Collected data
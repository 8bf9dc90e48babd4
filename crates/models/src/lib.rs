pub mod errors;
pub mod db;
pub mod car;
pub mod article;
pub mod comment;

#[cfg(test)]
mod tests;
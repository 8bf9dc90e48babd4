//! Service layer providing the car/article/comment store operations on top of models.
//! - Every function takes the connection explicitly; nothing is ambient.
//! - Writes run inside a transaction scoped to the single operation, so a
//!   cascade either fully applies or not at all.
//! - Reuses validation and entity definitions in `models` crate.

pub mod errors;
#[cfg(test)]
pub mod test_support;
pub mod db;
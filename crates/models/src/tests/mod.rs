use sea_orm::DatabaseConnection;

use crate::db::{connect_with_config, ensure_schema, DatabaseConfig};




/// Fresh private in-memory database with the schema applied.
pub(crate) async fn setup_test_db() -> anyhow::Result<DatabaseConnection> {
    let db = connect_with_config(&DatabaseConfig::in_memory()).await?;
    ensure_schema(&db).await?;
    Ok(db)
}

EXERCISE PROMPT - Return the line that contains "filename crates/models/src/lib.rs", along with every line after it in the data above, exactly and with nothing else.

ANSWER AREA -
filename crates/models/src/lib.rs
pub mod errors;
pub mod db;
pub mod car;
pub mod article;
pub mod comment;

#[cfg(test)]
mod tests;
repository 8bf9dc90e48babd4
//! Service layer providing the car/article/comment store operations on top of models.
//! - Every function takes the connection explicitly; nothing is ambient.
//! - Writes run inside a transaction scoped to the single operation, so a
//!   cascade either fully applies or not at all.
//! - Reuses validation and entity definitions in `models` crate.

pub mod errors;
#[cfg(test)]
pub mod test_support;
pub mod db;
filename crates/models/src/tests/mod.rs
use sea_orm::DatabaseConnection;

use crate::db::{connect_with_config, ensure_schema, DatabaseConfig};




/// Fresh private in-memory database with the schema applied.
pub(crate) async fn setup_test_db() -> anyhow::Result<DatabaseConnection> {
    let db = connect_with_config(&DatabaseConfig::in_memory()).await?;
    ensure_schema(&db).await?;
    Ok(db)
}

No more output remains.